### YOUR TASK:
Below are records; please set down exactly the lines from the first through the one containing "use databricks_mcp::error::McpError;".

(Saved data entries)
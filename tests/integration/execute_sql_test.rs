//! Statement execution integration tests.
//!
//! Runs `execute_sql` through the dispatcher with scripted statement
//! lifecycles. Time is paused so poll intervals advance instantly.

use std::sync::Arc;
use std::time::Duration;

use databricks_mcp::client::{
    chunk, failed_response, status_response, succeeded_response, MockWorkspace, StatementState,
    WarehouseInfo, WorkspaceClient,
};
use databricks_mcp::error::McpError;
use databricks_mcp::statement::{
    ChannelProgressSink, ExecutionSettings, ProgressEvent, StatementExecutor,
};
use databricks_mcp::tools::Dispatcher;
use pretty_assertions::assert_eq;
use serde_json::{json, Value};
use tokio::sync::mpsc;
use tokio_util::sync::CancellationToken;

fn workspace() -> MockWorkspace {
    MockWorkspace::new().with_warehouses(vec![
        WarehouseInfo::new("first", "Starter"),
        WarehouseInfo::new("second", "Large"),
    ])
}

/// Runs `execute_sql` and collects every progress event it emitted.
async fn execute(
    mock: Arc<MockWorkspace>,
    args: Value,
) -> (Result<Value, McpError>, Vec<ProgressEvent>) {
    let dispatcher = Dispatcher::new(mock, StatementExecutor::default());
    let (tx, mut rx) = mpsc::channel(64);
    let sink = ChannelProgressSink::new(tx);

    let result = dispatcher
        .call("execute_sql", Some(args), Some(&sink), &CancellationToken::new())
        .await;

    drop(sink);
    let mut events = Vec::new();
    while let Some(event) = rx.recv().await {
        events.push(event);
    }
    (result, events)
}

#[tokio::test(start_paused = true)]
async fn test_select_one_returns_without_progress() {
    let mock = Arc::new(workspace().with_submit_response(succeeded_response(
        "s1",
        &["1"],
        vec![vec!["1"]],
        None,
    )));

    let (result, events) = execute(
        Arc::clone(&mock),
        json!({"statement": "SELECT 1", "execution_timeout_seconds": 60, "max_rows": 100}),
    )
    .await;

    let value = result.unwrap();
    assert_eq!(value["columns"][0]["name"], json!("1"));
    assert_eq!(value["rows"], json!([["1"]]));
    assert!(events.is_empty());
    assert_eq!(mock.submissions()[0].row_limit, Some(100));
}

#[tokio::test(start_paused = true)]
async fn test_pending_pending_succeeded_with_two_chunks() {
    let mock = Arc::new(
        workspace()
            .with_submit_response(status_response("s1", StatementState::Pending))
            .with_status_sequence(vec![
                status_response("s1", StatementState::Pending),
                succeeded_response("s1", &["id", "name"], vec![vec!["1", "a"]], Some(1)),
            ])
            .with_chunk(1, chunk(1, vec![vec!["2", "b"], vec!["3", "c"]], None)),
    );

    let (result, events) = execute(Arc::clone(&mock), json!({"statement": "SELECT * FROM t"})).await;

    let value = result.unwrap();
    assert_eq!(value["rows"], json!([["1", "a"], ["2", "b"], ["3", "c"]]));
    assert_eq!(events.len(), 2);
    assert_eq!(
        events[1].message,
        "Statement execution in progress (10 seconds), current status: PENDING"
    );
    assert_eq!(mock.chunk_fetches(), vec![1]);
}

#[tokio::test(start_paused = true)]
async fn test_null_cells_are_preserved() {
    let mut response = succeeded_response("s1", &["a", "b"], vec![], None);
    if let Some(result) = response.result.as_mut() {
        result.data_array = Some(vec![vec![Some("x".to_string()), None]]);
    }
    let mock = Arc::new(workspace().with_submit_response(response));

    let (result, _) = execute(mock, json!({"statement": "SELECT 'x', NULL"})).await;

    assert_eq!(result.unwrap()["rows"], json!([["x", null]]));
}

#[tokio::test(start_paused = true)]
async fn test_first_listed_warehouse_is_used() {
    let mock = Arc::new(workspace());

    let (result, _) = execute(
        Arc::clone(&mock),
        json!({"statement": "SELECT 1", "warehouse_id": ""}),
    )
    .await;

    result.unwrap();
    assert_eq!(mock.submissions()[0].warehouse_id, "first");
}

#[tokio::test(start_paused = true)]
async fn test_explicit_warehouse_skips_listing() {
    let mock = Arc::new(workspace());

    let (result, _) = execute(
        Arc::clone(&mock),
        json!({"statement": "SELECT 1", "warehouse_id": "second"}),
    )
    .await;

    result.unwrap();
    assert_eq!(mock.submissions()[0].warehouse_id, "second");
    assert_eq!(mock.warehouse_listing_count(), 0);
}

#[tokio::test(start_paused = true)]
async fn test_no_warehouses_available() {
    let mock = Arc::new(MockWorkspace::new());

    let (result, _) = execute(Arc::clone(&mock), json!({"statement": "SELECT 1"})).await;

    assert!(matches!(result, Err(McpError::NoWarehouseAvailable)));
    assert!(mock.submissions().is_empty());
}

#[tokio::test(start_paused = true)]
async fn test_timeout_cancels_statement() {
    let mock = Arc::new(
        workspace().with_submit_response(status_response("s1", StatementState::Running)),
    );
    let started = tokio::time::Instant::now();

    let (result, events) = execute(
        Arc::clone(&mock),
        json!({"statement": "SELECT sleep(600)", "execution_timeout_seconds": 30}),
    )
    .await;

    match result {
        Err(McpError::Timeout { budget, state }) => {
            assert_eq!(budget, Duration::from_secs(30));
            assert_eq!(state, StatementState::Running);
        }
        other => panic!("Expected Timeout, got {other:?}"),
    }
    assert_eq!(events.len(), 3);
    assert_eq!(events[2].total, 3);
    assert_eq!(mock.cancels(), vec!["s1".to_string()]);
    assert_eq!(started.elapsed(), Duration::from_secs(30));
}

#[tokio::test(start_paused = true)]
async fn test_remote_failure_message_is_reported() {
    let mock = Arc::new(
        workspace()
            .with_submit_response(status_response("s1", StatementState::Pending))
            .with_status_sequence(vec![failed_response(
                "s1",
                "[TABLE_OR_VIEW_NOT_FOUND] The table `missing` cannot be found",
            )]),
    );

    let (result, _) = execute(mock, json!({"statement": "SELECT * FROM missing"})).await;

    let err = result.unwrap_err();
    assert_eq!(err.category(), "Statement Execution Error");
    assert!(err.to_string().contains("TABLE_OR_VIEW_NOT_FOUND"));
    assert!(err.to_string().contains("FAILED"));
}

#[tokio::test(start_paused = true)]
async fn test_custom_poll_interval() {
    let mock = Arc::new(
        workspace()
            .with_submit_response(status_response("s1", StatementState::Pending))
            .with_status_sequence(vec![
                status_response("s1", StatementState::Running),
                status_response("s1", StatementState::Running),
                succeeded_response("s1", &["n"], vec![vec!["7"]], None),
            ]),
    );
    let executor = StatementExecutor::new(ExecutionSettings {
        poll_interval: Duration::from_secs(2),
        initial_wait: Duration::ZERO,
    });
    let dispatcher = Dispatcher::new(Arc::clone(&mock) as Arc<dyn WorkspaceClient>, executor);
    let started = tokio::time::Instant::now();

    let value = dispatcher
        .call(
            "execute_sql",
            Some(json!({"statement": "SELECT 7", "execution_timeout_seconds": 10})),
            None,
            &CancellationToken::new(),
        )
        .await
        .unwrap();

    assert_eq!(value["rows"], json!([["7"]]));
    assert_eq!(started.elapsed(), Duration::from_secs(6));
    assert_eq!(mock.submissions()[0].wait_timeout.as_deref(), Some("0s"));
}

#[tokio::test(start_paused = true)]
async fn test_invalid_arguments_make_no_remote_calls() {
    let mock = Arc::new(workspace());

    for args in [
        json!({}),
        json!({"statement": ""}),
        json!({"statement": "SELECT 1", "max_rows": -5}),
        json!({"statement": "SELECT 1", "execution_timeout_seconds": "sixty"}),
    ] {
        let (result, _) = execute(Arc::clone(&mock), args.clone()).await;
        assert!(
            matches!(result, Err(McpError::Validation(_))),
            "accepted {args}"
        );
    }
    assert!(mock.submissions().is_empty());
    assert_eq!(mock.warehouse_listing_count(), 0);
}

### EXERCISE RESPONSE:
filename tests/integration/execute_sql_test.rs
//! Statement execution integration tests.
//!
//! Runs `execute_sql` through the dispatcher with scripted statement
//! lifecycles. Time is paused so poll intervals advance instantly.

use std::sync::Arc;
use std::time::Duration;

use databricks_mcp::client::{
    chunk, failed_response, status_response, succeeded_response, MockWorkspace, StatementState,
    WarehouseInfo, WorkspaceClient,
};
use databricks_mcp::error::McpError;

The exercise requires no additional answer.